Les années de réaction stolypinienne furent marquées par les raids sauvages de la gendarmerie et de la police, des provocateurs tsaristes et des énergumènes cent-noirs contre la classe ouvrière.

Mais les sicaires tsaristes n’étaient pas les seuls à exercer la répression contre les ouvriers.

Sous ce rapport, les fabricants et les usiniers leur emboîtaient le pas, en accentuant l’offensive contre la classe ouvrière, surtout dans les années de marasme industriel et de chômage croissant.

Les fabricants pratiquaient les licenciements massifs d’ouvriers (lock-outs) ; ils avaient des « carnets noirs », où étaient consignés les noms des ouvriers conscients qui avaient pris une part active aux grèves.

Ceux dont le nom figurait sur ces « carnets noirs » ou « listes noires », ne pouvaient se faire embaucher dans aucune des entreprises affiliées à l’association patronale de l’industrie en question.

Dès 1908, les salaires avaient été diminués de 10 à 15%. On avait partout allongé la journée de travail jusqu’à 10 et 12 heures. De nouveau, fleurissait le système spoliateur des amendes.

La défaite de la révolution de 1905 avait porté la désagrégation et la décomposition parmi les compagnons de route de la révolution.

La décomposition et l’abattement moral étaient particulièrement graves parmi les intellectuels. Les compagnons de route qui étaient venus du milieu bourgeois dans les rangs de la révolution quand celle-ci prenait un impétueux essor, abandonnèrent le Parti dans les jours de réaction.

Les uns s’en furent rejoindre le camp des ennemis déclarés de la révolution ; les autres, installés dans les sociétés ouvrières légales qui avaient survécu, s’efforçaient de faire dévier le prolétariat de la route de la révolution, de discréditer le Parti révolutionnaire du pro­létariat. En abandonnant la révolution, ces compagnons de route cherchaient à s’adapter à la réaction, à s’accommoder au tsarisme.

Le gouvernement tsariste mit à profit la défaite de la révolution pour recruter comme agents provocateurs les compagnons de route les plus lâches et les plus pusillanimes.

Les Judas infâmes, les provocateurs que l’Okhrana tsariste avait dépêchés dans les organisations ouvrières et dans celles du Parti, espionnaient du dedans et vendaient les révolutionnaires.

L’offensive de la contre-révolution se poursuivit aussi sur le front idéologique.

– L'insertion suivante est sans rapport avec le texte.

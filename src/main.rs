use anyhow::Context;
use assetx_core::curator::{DEFAULT_MAX_ITEMS, DEFAULT_MAX_PER_TERM, DEFAULT_SEED};
use assetx_core::{
    CurationConfig, Curator, Engine, ImageSource, QueryNormalization, ResolverConfig,
    ScoredResult, Scorer, ScoringWeights,
};
use clap::{Parser, Subcommand};
use rand::rngs::StdRng;
use rand::{Rng, SeedableRng};
use serde::Serialize;
use std::path::PathBuf;
use tracing::{info, warn, Level};
use tracing_subscriber::FmtSubscriber;

/// Term-indexed retrieval and subset curation for 3D asset catalogs
#[derive(Parser, Debug)]
#[command(name = "assetx")]
#[command(about = "Search a 3D asset catalog and curate reproducible subsets", long_about = None)]
struct Args {
    /// Log level
    #[arg(long, default_value = "info", global = true)]
    log_level: String,

    #[command(subcommand)]
    command: Command,
}

#[derive(Subcommand, Debug)]
enum Command {
    /// Build a reduced catalog: top assets per term, capped, with every third screenshot
    Subset {
        /// Source catalog directory (metadata.csv + screenshots/)
        src: PathBuf,

        /// Destination directory
        dst: PathBuf,

        /// Seed of the shuffle applied when the keep-set exceeds --max-items
        #[arg(long, default_value_t = DEFAULT_SEED)]
        seed: u64,

        /// Assets kept from the head of each term's ranking
        #[arg(long, default_value_t = DEFAULT_MAX_PER_TERM)]
        max_per_term: usize,

        /// Upper bound on the number of kept assets
        #[arg(long, default_value_t = DEFAULT_MAX_ITEMS)]
        max_items: usize,

        /// Screenshot file extension
        #[arg(long, default_value = "png")]
        extension: String,
    },

    /// Rank catalog rows for a term and pick a representative image
    Query {
        /// Catalog directory
        datadir: PathBuf,

        /// Search term
        term: String,

        /// Number of top results to show with their images
        #[arg(long, default_value_t = 5)]
        limit: usize,

        /// Seed for the representative image draw (random when omitted)
        #[arg(long)]
        seed: Option<u64>,

        /// Trim surrounding whitespace from the term before scoring
        #[arg(long)]
        trim_query: bool,

        /// Screenshot file extension
        #[arg(long, default_value = "png")]
        extension: String,

        /// Print JSON instead of text
        #[arg(long)]
        json: bool,
    },

    /// Summarize the catalog's categories
    Categories {
        /// Catalog directory
        datadir: PathBuf,

        /// Print JSON instead of text
        #[arg(long)]
        json: bool,
    },
}

#[derive(Serialize)]
struct QueryHit {
    #[serde(flatten)]
    result: ScoredResult,
    images: Vec<PathBuf>,
}

#[derive(Serialize)]
struct QueryOutput {
    term: String,
    total: usize,
    results: Vec<QueryHit>,
    representative: Option<PathBuf>,
}

fn run_subset(
    src: PathBuf,
    dst: PathBuf,
    config: CurationConfig,
    extension: &str,
) -> anyhow::Result<()> {
    let engine = Engine::load(ResolverConfig::new(&src).with_extension(extension))
        .with_context(|| format!("loading catalog from {}", src.display()))?;
    let curation = Curator::new(&engine, config)?.run()?;

    let report = assetx_storage::export(
        &curation,
        config,
        engine.store().row_count(),
        &src,
        &dst,
    )?;

    if !curation.skipped.is_empty() {
        warn!("{} kept assets had no usable screenshots", curation.skipped.len());
    }
    info!(
        "Subset written to {}: {} rows, {} images ({} copy failures)",
        dst.display(),
        report.table_rows,
        report.images_copied,
        report.failures.len()
    );
    Ok(())
}

/// Representative image, `None` when the drawn asset's images are unavailable
fn representative_image<S: ImageSource, R: Rng>(
    engine: &Engine<S>,
    term: &str,
    rng: &mut R,
) -> anyhow::Result<Option<PathBuf>> {
    match engine.select_representative_image(term, rng) {
        Ok(image) => Ok(image),
        Err(e) if e.is_recoverable() => {
            warn!("No representative image for '{}': {}", term, e);
            Ok(None)
        }
        Err(e) => Err(e.into()),
    }
}

fn run_query(
    datadir: PathBuf,
    term: String,
    limit: usize,
    seed: Option<u64>,
    normalization: QueryNormalization,
    extension: &str,
    json: bool,
) -> anyhow::Result<()> {
    let engine = Engine::load(ResolverConfig::new(&datadir).with_extension(extension))
        .with_context(|| format!("loading catalog from {}", datadir.display()))?
        .with_scorer(Scorer::new(ScoringWeights::default(), normalization));

    let ranked = engine.ranked_results(&term);
    let total = ranked.len();
    let results: Vec<QueryHit> = ranked
        .into_iter()
        .take(limit)
        .map(|result| {
            let images = engine.images().images_for(&result.full_id).unwrap_or_else(|e| {
                warn!("No images for {}: {}", result.full_id, e);
                Vec::new()
            });
            QueryHit { result, images }
        })
        .collect();

    let mut rng = match seed {
        Some(s) => StdRng::seed_from_u64(s),
        None => StdRng::from_os_rng(),
    };
    let representative = representative_image(&engine, &term, &mut rng)?;

    let output = QueryOutput { term, total, results, representative };
    if json {
        println!("{}", serde_json::to_string_pretty(&output)?);
        return Ok(());
    }

    println!("--TERM: {}", output.term);
    println!("matched rows: {}", output.total);
    for hit in &output.results {
        println!(
            "{:>8} {} (row {})",
            hit.result.score, hit.result.full_id, hit.result.row_index
        );
        for path in &hit.images {
            println!("  * {}", path.display());
        }
    }
    match &output.representative {
        Some(path) => println!("IMAGE: {}", path.display()),
        None => println!("IMAGE: none"),
    }
    Ok(())
}

fn run_categories(datadir: PathBuf, json: bool) -> anyhow::Result<()> {
    let store = assetx_core::TabularStore::open(&datadir)
        .with_context(|| format!("loading catalog from {}", datadir.display()))?;
    let summary = store.category_summary()?;

    if json {
        println!("{}", serde_json::to_string_pretty(&summary)?);
        return Ok(());
    }

    println!("--categories--");
    for category in &summary.categories {
        println!("{}", category);
    }
    println!("--other--\nrows without a category: {}", summary.missing);
    println!("--top_level--");
    for category in &summary.top_level {
        println!("{}", category);
    }
    println!("top level count {}", summary.top_level.len());
    println!(
        "unusual: {}",
        summary.unusual.iter().cloned().collect::<Vec<_>>().join(", ")
    );
    Ok(())
}

fn main() -> anyhow::Result<()> {
    let args = Args::parse();

    let log_level = match args.log_level.as_str() {
        "trace" => Level::TRACE,
        "debug" => Level::DEBUG,
        "info" => Level::INFO,
        "warn" => Level::WARN,
        "error" => Level::ERROR,
        _ => Level::INFO,
    };

    // stdout carries query/category output
    let subscriber = FmtSubscriber::builder()
        .with_max_level(log_level)
        .with_writer(std::io::stderr)
        .finish();
    tracing::subscriber::set_global_default(subscriber)?;

    match args.command {
        Command::Subset { src, dst, seed, max_per_term, max_items, extension } => {
            let config = CurationConfig { max_per_term, max_items, seed };
            run_subset(src, dst, config, &extension)
        }
        Command::Query { datadir, term, limit, seed, trim_query, extension, json } => {
            let normalization = if trim_query {
                QueryNormalization::LowercaseTrim
            } else {
                QueryNormalization::LowercaseOnly
            };
            run_query(datadir, term, limit, seed, normalization, &extension, json)
        }
        Command::Categories { datadir, json } => run_categories(datadir, json),
    }
}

On vit apparaître toute une kyrielle d’écrivains à la mode qui « critiquaient » et « exécutaient » le marxisme, bafouaient la révolution, la traînaient dans la boue, glorifiant la trahison, la débauche sexuelle au nom du « culte de la personne ». Dans le domaine de la philosophie se multiplièrent les tentatives de « critiquer », de réviser le marxisme ; on vit également apparaître toute sorte de courants religieux couverts de prétendus arguments « scientifiques ».

La « critique » du marxisme était devenue une mode.

Tous ces messieurs, malgré leur extrême disparité, poursuivaient un but commun : détourner les masses de la révolution.

L’abattement et le scepticisme avaient également atteint certains intellectuels du Parti, qui se prétendaient marxistes, mais ne s’étaient jamais tenus fermement sur les positions du marxisme.

Parmi eux figuraient des écrivains tels que Bogdanov, Bazarov, Iounatcharski (qui en 1905 étaient ralliés aux bolchéviks), Iouchkevitch. Valentinov (menchéviks). Ils développèrent une « critique » simultanée des fondements philosophiques et théoriques du marxisme, c’est-à-dire du matérialisme dialectique, et de ses fondements scientifico-historiques, c’est-à-dire du matérialisme historique.

Cette critique se distinguait de la critique ordinaire en ce qu’elle n’était pas faite ouvertement et honnêtement, mais d’une façon voilée et hypocrite, sous couleur de «  défendre » les positions fondamentales du marxisme.

Pour l’essentiel, disaient-ils, nous sommes marxistes, mais nous voudrions « améliorer » le marxisme, le dégager de certains principes fondamentaux.

En réalité, ils étaient hostiles au marxisme, dont ils cherchaient à saper les principes théoriques ; en paroles, avec hypocrisie, ils niaient leur hostilité au marxisme et continuaient de s’intituler perfidement marxistes.

Le danger de cette critique hypocrite était qu’elle visait à tromper les militants de base du Parti et qu’elle pouvait les induire en erreur.

Plus hypocrite se faisait cette critique, qui cherchait à miner les fondements théoriques du marxisme, plus dangereuse elle devenait pour le Parti ; car elle s’alliait d’autant plus étroitement à la croisade déclanchée par toute la réaction contre le Parti, contre la révolution.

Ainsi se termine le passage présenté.